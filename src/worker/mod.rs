//! Local parallel counter
//!
//! Counts the words of one participant's line block on a pool of scoped
//! worker threads.
//!
//! # Architecture
//!
//! - **Sharding**: the block is split into contiguous per-thread shards with
//!   the same near-equal split used to distribute lines across participants
//! - **Private accumulation**: each thread tokenizes its shard into its own
//!   `FrequencyTable`; nothing is shared while counting
//! - **Merge**: a finished thread locks the participant-local table once and
//!   folds its private table in
//!
//! # Example
//!
//! ```
//! use wordpulse::worker::LocalCounter;
//!
//! let lines = vec!["The cat.".to_string(), "the CAT sat.".to_string()];
//! let table = LocalCounter::new(2).count(&lines)?;
//!
//! assert_eq!(table.get("cat"), 2);
//! assert_eq!(table.get("the"), 2);
//! # Ok::<(), wordpulse::error::PipelineError>(())
//! ```

pub mod tokenizer;

pub use tokenizer::{AsciiTokenizer, Tokenizer};

use crate::distribution::assignments;
use crate::error::{PipelineError, PipelineResult};
use crate::stats::FrequencyTable;
use std::sync::Mutex;
use tracing::trace;

/// Multi-threaded word counter for one participant's block
#[derive(Debug, Clone)]
pub struct LocalCounter<T: Tokenizer = AsciiTokenizer> {
    /// Requested number of worker threads
    threads: usize,

    /// Line tokenizer shared by all threads
    tokenizer: T,
}

impl LocalCounter<AsciiTokenizer> {
    /// Create a counter with the default tokenizer
    pub fn new(threads: usize) -> Self {
        Self::with_tokenizer(threads, AsciiTokenizer)
    }
}

impl<T: Tokenizer> LocalCounter<T> {
    /// Create a counter with a custom tokenizer
    pub fn with_tokenizer(threads: usize, tokenizer: T) -> Self {
        Self {
            threads: threads.max(1),
            tokenizer,
        }
    }

    /// Requested number of worker threads
    pub fn threads(&self) -> usize {
        self.threads
    }

    /// Threads actually spawned for a block of `lines` lines
    ///
    /// Never more threads than lines, never fewer than one.
    pub fn effective_threads(&self, lines: usize) -> usize {
        self.threads.min(lines.max(1))
    }

    /// Count the words in `lines`
    ///
    /// Every line is tokenized by exactly one thread. The result does not
    /// depend on the thread count or on the order threads finish in.
    pub fn count(&self, lines: &[String]) -> PipelineResult<FrequencyTable> {
        let shards = assignments(lines.len(), self.effective_threads(lines.len()))?;
        let local = Mutex::new(FrequencyTable::new());

        let outcome = crossbeam::thread::scope(|scope| -> PipelineResult<()> {
            let handles: Vec<_> = shards
                .into_iter()
                .enumerate()
                .map(|(worker_id, shard)| {
                    let shard_lines = &lines[shard.range()];
                    let tokenizer = &self.tokenizer;
                    let local = &local;

                    scope.spawn(move |_| -> PipelineResult<()> {
                        let private = count_lines(tokenizer, shard_lines);
                        trace!(
                            worker_id,
                            lines = shard_lines.len(),
                            unique = private.len(),
                            "shard counted"
                        );

                        if private.is_empty() {
                            return Ok(());
                        }

                        let mut table = local.lock().map_err(|_| PipelineError::WorkerPanicked)?;
                        table.try_merge(private)
                    })
                })
                .collect();

            for handle in handles {
                handle.join().map_err(|_| PipelineError::WorkerPanicked)??;
            }
            Ok(())
        })
        .map_err(|_| PipelineError::WorkerPanicked)?;
        outcome?;

        local.into_inner().map_err(|_| PipelineError::WorkerPanicked)
    }
}

/// Count `lines` on the calling thread
pub fn count_lines<T: Tokenizer + ?Sized>(tokenizer: &T, lines: &[String]) -> FrequencyTable {
    let mut table = FrequencyTable::new();
    for line in lines {
        for word in tokenizer.tokenize(line) {
            table.record(&word);
        }
    }
    table
}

Exercise aim:
List the lines of the entries that include "Create".

Answer below:
    /// Create a counter with the default tokenizer
    /// Create a counter with a custom tokenizer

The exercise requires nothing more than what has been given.